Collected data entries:
######

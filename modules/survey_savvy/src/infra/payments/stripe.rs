use std::time::Duration;

use anyhow::Context;
use async_trait::async_trait;
use serde::Deserialize;
use tracing::{instrument, warn};
use url::Url;

use crate::domain::error::DomainError;
use crate::domain::ports::{PaymentIntent, PaymentProvider};

/// HTTP adapter for the Stripe payment intents API.
pub struct StripePaymentProvider {
    client: reqwest::Client,
    api_base: Url,
    secret_key: String,
}

#[derive(Deserialize)]
struct IntentBody {
    id: String,
    client_secret: String,
}

#[derive(Deserialize)]
struct ErrorEnvelope {
    error: ErrorBody,
}

#[derive(Deserialize)]
struct ErrorBody {
    #[serde(default)]
    message: Option<String>,
}

impl StripePaymentProvider {
    pub fn new(
        api_base_url: &str,
        secret_key: impl Into<String>,
        timeout: Duration,
    ) -> anyhow::Result<Self> {
        let api_base = Url::parse(api_base_url)
            .with_context(|| format!("invalid payments api_base_url '{api_base_url}'"))?;
        let client = reqwest::Client::builder()
            .timeout(timeout)
            .build()
            .context("failed to build payments HTTP client")?;
        Ok(Self {
            client,
            api_base,
            secret_key: secret_key.into(),
        })
    }

    fn intents_url(&self) -> Result<Url, DomainError> {
        let mut url = self.api_base.clone();
        url.path_segments_mut()
            .map_err(|_| DomainError::payment_provider("invalid payments base URL"))?
            .pop_if_empty()
            .extend(&["v1", "payment_intents"]);
        Ok(url)
    }
}

#[async_trait]
impl PaymentProvider for StripePaymentProvider {
    #[instrument(
        name = "survey_savvy.http.stripe.create_payment_intent",
        skip_all,
        fields(api_base = %self.api_base, amount = amount, currency = %currency)
    )]
    async fn create_payment_intent(
        &self,
        amount: i64,
        currency: &str,
    ) -> Result<PaymentIntent, DomainError> {
        let url = self.intents_url()?;
        let form = [
            ("amount", amount.to_string()),
            ("currency", currency.to_string()),
            ("payment_method_types[]", "card".to_string()),
        ];

        let response = self
            .client
            .post(url)
            .bearer_auth(&self.secret_key)
            .form(&form)
            .send()
            .await
            .map_err(|e| {
                DomainError::payment_provider(format!("POST /v1/payment_intents: {e}"))
            })?;

        let status = response.status();
        if !status.is_success() {
            let detail = response
                .json::<ErrorEnvelope>()
                .await
                .ok()
                .and_then(|b| b.error.message)
                .unwrap_or_default();
            warn!(status = status.as_u16(), detail = %detail, "Payment intent rejected");
            return Err(DomainError::payment_provider(format!("HTTP {status}")));
        }

        let body: IntentBody = response
            .json()
            .await
            .map_err(|e| DomainError::payment_provider(format!("unexpected response: {e}")))?;

        Ok(PaymentIntent {
            id: body.id,
            client_secret: body.client_secret,
        })
    }
}
pub mod model;

pub use model::{
    Account, AccountCreation, Comment, Identity, NewAccount, NewPayment, NewSurvey, Payment,
    Report, Role, Survey, SurveyPatch, SurveyUpdate, UpdateOutcome, Voter,
};
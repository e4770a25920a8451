use api_ingress::error::AppError;

use crate::domain::error::DomainError;

/// Map domain error to the HTTP error type served by api_ingress.
pub fn map_domain_error(e: DomainError) -> AppError {
    match e {
        DomainError::MissingToken => AppError::Unauthorized("unauthorized access ".to_string()),
        DomainError::InvalidToken { reason } => {
            tracing::debug!(%reason, "token rejected");
            AppError::Unauthorized("unauthorized access".to_string())
        }
        DomainError::Forbidden => AppError::Forbidden("forbidden access".to_string()),
        DomainError::AccountNotFound { .. } => AppError::NotFound("user not found".to_string()),
        DomainError::InvalidId { value } => AppError::BadRequest(format!("invalid id '{value}'")),
        e @ DomainError::Validation { .. } => AppError::BadRequest(e.to_string()),
        DomainError::PaymentProvider { message } => {
            tracing::error!(%message, "payment provider call failed");
            AppError::BadGateway("payment provider error".to_string())
        }
        DomainError::TokenSigning { message } => {
            AppError::Internal(anyhow::anyhow!("token signing failed: {message}"))
        }
        DomainError::Database { message } => {
            AppError::Internal(anyhow::anyhow!("database error: {message}"))
        }
    }
}
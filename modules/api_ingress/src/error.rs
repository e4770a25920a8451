use axum::{
    extract::rejection::JsonRejection,
    http::StatusCode,
    response::{IntoResponse, Response},
    Json,
};
use serde::Serialize;
use thiserror::Error;

/// HTTP-facing error. Renders as `{ "code": "...", "message": "..." }`.
#[derive(Debug, Error)]
pub enum AppError {
    #[error("{0}")]
    BadRequest(String),
    #[error("{0}")]
    Unauthorized(String),
    #[error("{0}")]
    Forbidden(String),
    #[error("{0}")]
    NotFound(String),
    #[error("{0}")]
    BadGateway(String),
    #[error("internal error")]
    Internal(#[source] anyhow::Error),
}

impl AppError {
    pub fn status(&self) -> StatusCode {
        match self {
            Self::BadRequest(_) => StatusCode::BAD_REQUEST,
            Self::Unauthorized(_) => StatusCode::UNAUTHORIZED,
            Self::Forbidden(_) => StatusCode::FORBIDDEN,
            Self::NotFound(_) => StatusCode::NOT_FOUND,
            Self::BadGateway(_) => StatusCode::BAD_GATEWAY,
            Self::Internal(_) => StatusCode::INTERNAL_SERVER_ERROR,
        }
    }

    pub fn code(&self) -> &'static str {
        match self {
            Self::BadRequest(_) => "bad_request",
            Self::Unauthorized(_) => "unauthorized",
            Self::Forbidden(_) => "forbidden",
            Self::NotFound(_) => "not_found",
            Self::BadGateway(_) => "bad_gateway",
            Self::Internal(_) => "internal_error",
        }
    }
}

/// Malformed, mistyped or non-JSON request bodies are client errors.
impl From<JsonRejection> for AppError {
    fn from(rejection: JsonRejection) -> Self {
        Self::BadRequest(rejection.body_text())
    }
}

#[derive(Serialize)]
struct ErrorBody<'a> {
    code: &'a str,
    message: &'a str,
    #[cfg(feature = "debug-errors")]
    #[serde(skip_serializing_if = "Option::is_none")]
    details: Option<String>,
}

impl IntoResponse for AppError {
    fn into_response(self) -> Response {
        let status = self.status();

        let message = match &self {
            AppError::BadRequest(m)
            | AppError::Unauthorized(m)
            | AppError::Forbidden(m)
            | AppError::NotFound(m)
            | AppError::BadGateway(m) => m.as_str(),
            AppError::Internal(_) => "internal error",
        };

        match &self {
            AppError::Internal(err) => tracing::error!(
                error = ?err,
                status = status.as_u16(),
                "request failed"
            ),
            other => tracing::warn!(
                error = %other,
                status = status.as_u16(),
                "request failed"
            ),
        }

        let body = ErrorBody {
            code: self.code(),
            message,
            #[cfg(feature = "debug-errors")]
            details: match &self {
                AppError::Internal(err) => Some(format!("{err:#}")),
                _ => None,
            },
        };
        (status, Json(body)).into_response()
    }
}
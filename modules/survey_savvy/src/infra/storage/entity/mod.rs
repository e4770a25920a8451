//! SeaORM entities, one module per table.

pub mod account;
pub mod comment;
pub mod payment;
pub mod report;
pub mod survey;
pub mod voter;
//! CLI smoke tests for the savvy-server binary.

use std::path::Path;
use std::process::{Command, Stdio};
use std::time::Duration;

use tempfile::TempDir;
use tokio::time::timeout;

fn run_savvy_server(args: &[&str]) -> std::process::Output {
    Command::new(env!("CARGO_BIN_EXE_savvy-server"))
        .args(args)
        .stdout(Stdio::piped())
        .stderr(Stdio::piped())
        .output()
        .expect("Failed to execute savvy-server")
}

/// Config with `home_dir` pinned to `home` so logs and the database stay in the temp dir.
fn write_config(dir: &Path, name: &str, modules: &str) -> String {
    let home = dir.to_string_lossy().replace('\\', "/");
    let content = format!(
        r#"
server:
  home_dir: "{home}"
  host: "127.0.0.1"
  port: 0

database:
  url: "sqlite://database/test.db"

logging:
  default:
    console_level: info
    file: "logs/survey_savvy.log"
    file_level: info
    max_backups: 3
    max_size_mb: 10

modules:
{modules}
"#
    );
    let path = dir.join(name);
    std::fs::write(&path, content).expect("Failed to write config file");
    path.to_string_lossy().to_string()
}

const VALID_MODULES: &str = r#"
  survey_savvy:
    auth:
      token_secret: "smoke-test-secret"
    payments:
      secret_key: "sk_test_smoke"
"#;

#[test]
fn test_cli_help_command() {
    let output = run_savvy_server(&["--help"]);
    assert!(output.status.success(), "Help command should succeed");

    let stdout = String::from_utf8_lossy(&output.stdout);
    assert!(stdout.contains("savvy-server"), "Should contain binary name");
    assert!(stdout.contains("Usage:"), "Should contain usage information");
    assert!(stdout.contains("run"), "Should contain 'run' subcommand");
    assert!(stdout.contains("check"), "Should contain 'check' subcommand");
    assert!(stdout.contains("--config"), "Should mention config option");
    assert!(stdout.contains("--mock"), "Should mention mock option");
}

#[test]
fn test_cli_version_command() {
    let output = run_savvy_server(&["--version"]);
    assert!(output.status.success(), "Version command should succeed");

    let stdout = String::from_utf8_lossy(&output.stdout);
    assert!(stdout.contains("savvy-server"));
    assert!(stdout.contains("0.1.0"));
}

#[test]
fn test_cli_invalid_command() {
    let output = run_savvy_server(&["invalid-command"]);
    assert!(!output.status.success(), "Invalid command should fail");

    let stderr = String::from_utf8_lossy(&output.stderr);
    assert!(stderr.contains("error"), "Should report the bad command: {stderr}");
}

#[test]
fn test_cli_config_validation_missing_file() {
    let output = run_savvy_server(&["--config", "/nonexistent/config.yaml", "check"]);
    assert!(!output.status.success(), "Should fail with missing config");

    let stderr = String::from_utf8_lossy(&output.stderr);
    assert!(
        stderr.contains("Configuration file not found"),
        "Should mention config file issue: {stderr}"
    );
}

#[test]
fn test_cli_config_flag_short_form() {
    let output = run_savvy_server(&["-c", "/nonexistent/config.yaml", "check"]);
    assert!(!output.status.success());

    let stderr = String::from_utf8_lossy(&output.stderr);
    assert!(stderr.contains("not found"), "{stderr}");
}

#[test]
fn test_cli_config_validation_invalid_yaml() {
    let temp_dir = TempDir::new().expect("Failed to create temp dir");
    let config_path = temp_dir.path().join("invalid.yaml");
    std::fs::write(&config_path, "invalid: yaml: content: [unclosed")
        .expect("Failed to write file");

    let output = run_savvy_server(&["--config", config_path.to_str().unwrap(), "check"]);
    assert!(!output.status.success(), "Should fail with invalid YAML");

    let stderr = String::from_utf8_lossy(&output.stderr);
    assert!(
        stderr.contains("config") || stderr.contains("yaml"),
        "Should mention config parsing issue: {stderr}"
    );
}

#[test]
fn test_cli_config_validation_valid_config() {
    let temp_dir = TempDir::new().expect("Failed to create temp dir");
    let config_path = write_config(temp_dir.path(), "valid.yaml", VALID_MODULES);

    let output = run_savvy_server(&["--config", &config_path, "check"]);
    let stdout = String::from_utf8_lossy(&output.stdout);
    let stderr = String::from_utf8_lossy(&output.stderr);

    assert!(
        output.status.success(),
        "Should succeed with valid config\nSTDOUT: {stdout}\nSTDERR: {stderr}"
    );
    assert!(stdout.contains("Configuration check passed"), "{stdout}");
}

#[test]
fn test_cli_check_requires_token_secret() {
    let temp_dir = TempDir::new().expect("Failed to create temp dir");
    let modules = r#"
  survey_savvy:
    payments:
      secret_key: "sk_test_smoke"
"#;
    let config_path = write_config(temp_dir.path(), "no-secret.yaml", modules);

    let output = run_savvy_server(&["--config", &config_path, "check"]);
    assert!(!output.status.success(), "Should fail without a token secret");

    let stderr = String::from_utf8_lossy(&output.stderr);
    assert!(stderr.contains("token_secret"), "{stderr}");
}

#[test]
fn test_cli_check_rejects_unknown_module_keys() {
    let temp_dir = TempDir::new().expect("Failed to create temp dir");
    let modules = r#"
  api_ingress:
    no_such_option: true
"#;
    let config_path = write_config(temp_dir.path(), "unknown-key.yaml", modules);

    let output = run_savvy_server(&["--config", &config_path, "check"]);
    assert!(!output.status.success());

    let stderr = String::from_utf8_lossy(&output.stderr);
    assert!(stderr.contains("api_ingress"), "{stderr}");
}

#[test]
fn test_cli_print_config() {
    let temp_dir = TempDir::new().expect("Failed to create temp dir");
    let config_path = write_config(temp_dir.path(), "print.yaml", VALID_MODULES);

    let output = run_savvy_server(&["--config", &config_path, "--port", "5123", "--print-config"]);
    assert!(output.status.success());

    let stdout = String::from_utf8_lossy(&output.stdout);
    assert!(stdout.contains("port: 5123"), "CLI port should win: {stdout}");
}

#[tokio::test]
async fn test_cli_run_command_with_mock_database() {
    let temp_dir = TempDir::new().expect("Failed to create temp dir");
    let config_path = write_config(temp_dir.path(), "run.yaml", VALID_MODULES);

    let mut cmd = tokio::process::Command::new(env!("CARGO_BIN_EXE_savvy-server"));
    cmd.args(["--config", &config_path, "--mock", "run"])
        .stdout(Stdio::piped())
        .stderr(Stdio::piped())
        .kill_on_drop(true);

    // A running server never exits on its own; hitting the timeout means startup succeeded.
    match timeout(Duration::from_secs(5), cmd.output()).await {
        Err(_elapsed) => {}
        Ok(result) => {
            let output = result.expect("Failed to execute savvy-server");
            panic!(
                "Server exited early\nSTDOUT: {}\nSTDERR: {}",
                String::from_utf8_lossy(&output.stdout),
                String::from_utf8_lossy(&output.stderr)
            );
        }
    }
}

#[test]
fn test_cli_run_fails_without_token_secret() {
    let temp_dir = TempDir::new().expect("Failed to create temp dir");
    let config_path = write_config(temp_dir.path(), "run-no-secret.yaml", "  {}");

    let output = run_savvy_server(&["--config", &config_path, "--mock", "run"]);
    assert!(!output.status.success());
}
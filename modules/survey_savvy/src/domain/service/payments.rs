use std::str::FromStr;
use std::sync::Arc;

use chrono::Utc;
use rust_decimal::prelude::ToPrimitive;
use rust_decimal::Decimal;
use tracing::{debug, info, instrument};
use uuid::Uuid;

use super::db_err;
use crate::contract::model::{NewPayment, Payment};
use crate::domain::error::DomainError;
use crate::domain::ports::PaymentProvider;
use crate::domain::repo::PaymentsRepository;

/// Payment intents through the provider plus the payment ledger.
#[derive(Clone)]
pub struct PaymentService {
    repo: Arc<dyn PaymentsRepository>,
    provider: Arc<dyn PaymentProvider>,
    currency: String,
}

impl PaymentService {
    pub fn new(
        repo: Arc<dyn PaymentsRepository>,
        provider: Arc<dyn PaymentProvider>,
        currency: impl Into<String>,
    ) -> Self {
        Self {
            repo,
            provider,
            currency: currency.into(),
        }
    }

    /// Returns the client secret of a new card payment intent for `price`.
    #[instrument(name = "survey_savvy.service.create_payment_intent", skip(self))]
    pub async fn create_payment_intent(&self, price: f64) -> Result<String, DomainError> {
        let amount = to_minor_units(price)?;
        info!(amount, currency = %self.currency, "Creating payment intent");
        let intent = self
            .provider
            .create_payment_intent(amount, &self.currency)
            .await?;
        debug!(intent_id = %intent.id, "Payment intent created");
        Ok(intent.client_secret)
    }

    #[instrument(name = "survey_savvy.service.record_payment", skip_all)]
    pub async fn record_payment(&self, new_payment: NewPayment) -> Result<Uuid, DomainError> {
        info!("Recording payment");
        let payment = Payment {
            id: Uuid::new_v4(),
            email: new_payment.email,
            price: new_payment.price,
            transaction_id: new_payment.transaction_id,
            date: new_payment.date,
            survey_id: new_payment.survey_id,
            attributes: new_payment.attributes,
            created_at: Utc::now(),
        };
        let id = payment.id;
        self.repo.insert(payment).await.map_err(db_err)?;
        info!("Successfully recorded payment with id={}", id);
        Ok(id)
    }

    #[instrument(name = "survey_savvy.service.list_payments", skip(self))]
    pub async fn list_payments(&self) -> Result<Vec<Payment>, DomainError> {
        debug!("Listing payments");
        self.repo.list_all().await.map_err(db_err)
    }
}

/// Convert a price in currency units into the smallest unit, truncating.
///
/// Works on the decimal rendering of `price`, so `19.99` becomes `1999`.
pub fn to_minor_units(price: f64) -> Result<i64, DomainError> {
    if !price.is_finite() || price <= 0.0 {
        return Err(DomainError::validation("price", "must be a positive amount"));
    }
    let out_of_range = || DomainError::validation("price", "amount is out of range");
    let minor = Decimal::from_str(&price.to_string())
        .map_err(|_| out_of_range())?
        .checked_mul(Decimal::ONE_HUNDRED)
        .ok_or_else(out_of_range)?
        .trunc()
        .to_i64()
        .ok_or_else(out_of_range)?;
    if minor < 1 {
        return Err(DomainError::validation(
            "price",
            "amount is below the smallest currency unit",
        ));
    }
    Ok(minor)
}
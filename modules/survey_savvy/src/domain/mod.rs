pub mod error;
pub mod ports;
pub mod repo;
pub mod service;
pub mod token;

######

## Your instructions
Among the lines above, find those with the string "anyhow" and copy them.

## Expected answer
use anyhow::Context;
    ) -> anyhow::Result<Self> {
            AppError::Internal(anyhow::anyhow!("token signing failed: {message}"))
            AppError::Internal(anyhow::anyhow!("database error: {message}"))
    Internal(#[source] anyhow::Error),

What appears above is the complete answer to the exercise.